United States District Court, D. Connecticut

May 19, 2016

HOWARD COSBY, Plaintiff,
SCOTT ERFE, ET AL., Defendants.



         Plaintiff, Howard Cosby, commenced this action pursuant to 42 U.S.C. § 1983 against defendants Warden Scott Erfe and Deputy Warden Guiliana Mudano. He alleges that the defendants violated his right to free exercise of the Buddhist religion by denying his request for a vegetarian diet. He alleges further that there were occasions when his food was tampered with, i.e., a bite was taken out of a sandwich, a sandwich was completely burned, and a piece of wax paper was present in a sandwich. The parties have filed cross-motions for summary judgment. For the reasons that follow, the defendants’ motion is granted and the plaintiff’s motion is denied.

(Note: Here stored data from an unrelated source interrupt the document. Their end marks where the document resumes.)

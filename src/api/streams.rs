//! Server-sent event endpoints backed by live-view subscriptions.
//!
//! Each connection owns one subscription. When the client disconnects axum
//! drops the stream, which cancels the subscription task.

use crate::api::AppState;
use crate::api::middleware::AuthUser;
use crate::api::schemas::PageParams;
use crate::domain::user::UserId;
use crate::services::live_view::LiveSubscription;
use axum::{
    extract::{Path, Query, State},
    response::{
        IntoResponse,
        sse::{Event, KeepAlive, Sse},
    },
};
use futures::StreamExt;
use serde::Serialize;
use std::time::Duration;
use tokio::sync::watch;

const KEEP_ALIVE_INTERVAL: Duration = Duration::from_secs(15);

/// Live messages between the caller and one peer.
pub async fn conversation_events(
    auth_user: AuthUser,
    State(state): State<AppState>,
    Path(peer_id): Path<UserId>,
    Query(page): Query<PageParams>,
) -> impl IntoResponse {
    let subscription = state.live_view.subscribe_conversation(&auth_user.user_id, &peer_id, page.limit);
    into_sse(state.shutdown_rx.clone(), "messages", subscription)
}

/// Live messages across all of the caller's conversations.
pub async fn user_conversation_events(
    auth_user: AuthUser,
    State(state): State<AppState>,
    Query(page): Query<PageParams>,
) -> impl IntoResponse {
    let subscription = state.live_view.subscribe_user_conversations(&auth_user.user_id, page.limit);
    into_sse(state.shutdown_rx.clone(), "messages", subscription)
}

/// Live count of the caller's unread messages.
pub async fn unread_count_events(auth_user: AuthUser, State(state): State<AppState>) -> impl IntoResponse {
    let subscription = state.live_view.subscribe_unread_count(&auth_user.user_id);
    into_sse(state.shutdown_rx.clone(), "unread_count", subscription)
}

/// Live stories from every vendor.
pub async fn feed_events(
    _auth_user: AuthUser,
    State(state): State<AppState>,
    Query(page): Query<PageParams>,
) -> impl IntoResponse {
    let subscription = state.live_view.subscribe_feed(page.limit);
    into_sse(state.shutdown_rx.clone(), "stories", subscription)
}

/// Live stories from one vendor.
pub async fn vendor_story_events(
    _auth_user: AuthUser,
    State(state): State<AppState>,
    Path(owner_id): Path<UserId>,
    Query(page): Query<PageParams>,
) -> impl IntoResponse {
    let subscription = state.live_view.subscribe_vendor_stories(&owner_id, page.limit);
    into_sse(state.shutdown_rx.clone(), "stories", subscription)
}

/// Streams every snapshot as a JSON event until the client leaves or the server shuts down.
fn into_sse<T>(
    mut shutdown_rx: watch::Receiver<bool>,
    event: &'static str,
    subscription: LiveSubscription<T>,
) -> impl IntoResponse
where
    T: Serialize + Send + 'static,
{
    let shutdown = async move {
        let _ = shutdown_rx.wait_for(|&s| s).await;
    };

    let events = subscription.map(move |snapshot| Event::default().event(event).json_data(snapshot)).take_until(shutdown);

    Sse::new(events).keep_alive(KeepAlive::new().interval(KEEP_ALIVE_INTERVAL))
}
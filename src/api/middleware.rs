use crate::api::AppState;
use crate::domain::user::UserId;
use crate::error::AppError;
use axum::{
    extract::FromRequestParts,
    http::{Request, request::Parts},
};
use tower_http::request_id::{MakeRequestId, RequestId};
use uuid::Uuid;

/// Header carrying the caller's identity, set by the upstream auth gateway.
pub const USER_ID_HEADER: &str = "x-user-id";

#[derive(Debug)]
pub struct AuthUser {
    pub user_id: UserId,
}

impl FromRequestParts<AppState> for AuthUser {
    type Rejection = AppError;

    async fn from_request_parts(parts: &mut Parts, _state: &AppState) -> Result<Self, Self::Rejection> {
        let header = parts.headers.get(USER_ID_HEADER).ok_or(AppError::AuthError)?;
        let raw = header.to_str().map_err(|_| AppError::AuthError)?;
        let user_id = UserId::parse(raw).map_err(|_| AppError::AuthError)?;

        tracing::Span::current().record("user_id", tracing::field::display(&user_id));
        Ok(Self { user_id })
    }
}

/// Keeps a valid incoming `x-request-id`, otherwise generates a UUID v4.
#[derive(Clone, Copy, Debug, Default)]
pub struct MakeRequestUuidOrHeader;

impl MakeRequestId for MakeRequestUuidOrHeader {
    fn make_request_id<B>(&mut self, request: &Request<B>) -> Option<RequestId> {
        if let Some(existing) = request.headers().get("x-request-id")
            && existing.to_str().is_ok_and(|s| !s.is_empty() && s.len() <= 128)
        {
            return Some(RequestId::new(existing.clone()));
        }
        Uuid::new_v4().to_string().parse().ok().map(RequestId::new)
    }
}
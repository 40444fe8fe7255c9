use crate::domain::content::ContentKind;
use serde::Serialize;
use std::collections::BTreeMap;

#[derive(Debug, Clone, PartialEq, Eq, Serialize)]
pub struct SweepFailure {
    pub kind: ContentKind,
    pub message: String,
}

/// Outcome of a sweep or purge: records removed per kind plus the pages that failed.
#[derive(Debug, Clone, Default, PartialEq, Eq, Serialize)]
pub struct SweepReport {
    pub counts_by_kind: BTreeMap<ContentKind, u64>,
    pub errors: Vec<SweepFailure>,
}

impl SweepReport {
    pub fn add(&mut self, kind: ContentKind, count: u64) {
        *self.counts_by_kind.entry(kind).or_default() += count;
    }

    pub fn fail(&mut self, kind: ContentKind, message: impl Into<String>) {
        self.errors.push(SweepFailure { kind, message: message.into() });
    }

    #[must_use]
    pub fn total(&self) -> u64 {
        self.counts_by_kind.values().sum()
    }

    #[must_use]
    pub fn count(&self, kind: ContentKind) -> u64 {
        self.counts_by_kind.get(&kind).copied().unwrap_or_default()
    }
}
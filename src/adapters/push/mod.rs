pub mod fcm;

use crate::domain::notification::PushNotification;
use async_trait::async_trait;
use thiserror::Error;

#[derive(Error, Debug)]
pub enum PushError {
    #[error("Token is no longer registered")]
    Unregistered,
    #[error("Rate limit exceeded")]
    QuotaExceeded,
    #[error("External service error: {0}")]
    Other(#[from] anyhow::Error),
}

#[async_trait]
pub trait PushProvider: Send + Sync + std::fmt::Debug {
    /// Sends a notification to a single device token.
    ///
    /// # Errors
    /// Returns `PushError::Unregistered` if the token is invalid and should be pruned.
    async fn send_push(&self, token: &str, notification: &PushNotification) -> Result<(), PushError>;
}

         I. Standard of Review

         A motion for summary judgment may be granted only where “there is no genuine dispute as to any material fact and the [moving party] is entitled to judgment as a matter of law.” Fed.R.Civ.P. 56(a); In re Dana Corp., 574 F.3d 129, 151 (2d Cir. 2009). The moving party may satisfy his burden “by showing-that is pointing out to the district court-that there is an absence of evidence to support the nonmoving party’s case.” PepsiCo, Inc. v. Coca-Cola Co., 315 F.3d 101, 105 (2d Cir. 2002) (per curiam) (internal quotation marks omitted). Once the moving party meets this burden, the nonmoving party must set forth specific facts showing that there is a genuine issue for trial. Wright v. Goord, 554 F.3d 255, 266 (2d Cir. 2009). He must present such evidence as would allow a jury to find in his favor in order to defeat the motion for summary judgment. Graham v. Long Island R.R., 230 F.3d 34, 38 (2d Cir. 2000). The nonmoving party “must offer some hard evidence showing that its version of the events is not wholly fanciful.” D’Amico v. City of New York, 132 F.3d 145, 149 (2d Cir. 1998).

         II. Facts[1]

         The Connecticut Department of Correction (“DOC”) does not offer individualized menus for inmates. Instead, it offers two menu options, the Master menu and the Common Fare menu. Both menus were designed by registered dietitians and comply with all recommended dietary requirements. The Common Fare menu was designed to reasonably accommodate recognized religious dietary requirements by substituting fish, cheese or another meatless protein for meat items. All inmates receive the Master menu unless they register to receive the Common Fare menu.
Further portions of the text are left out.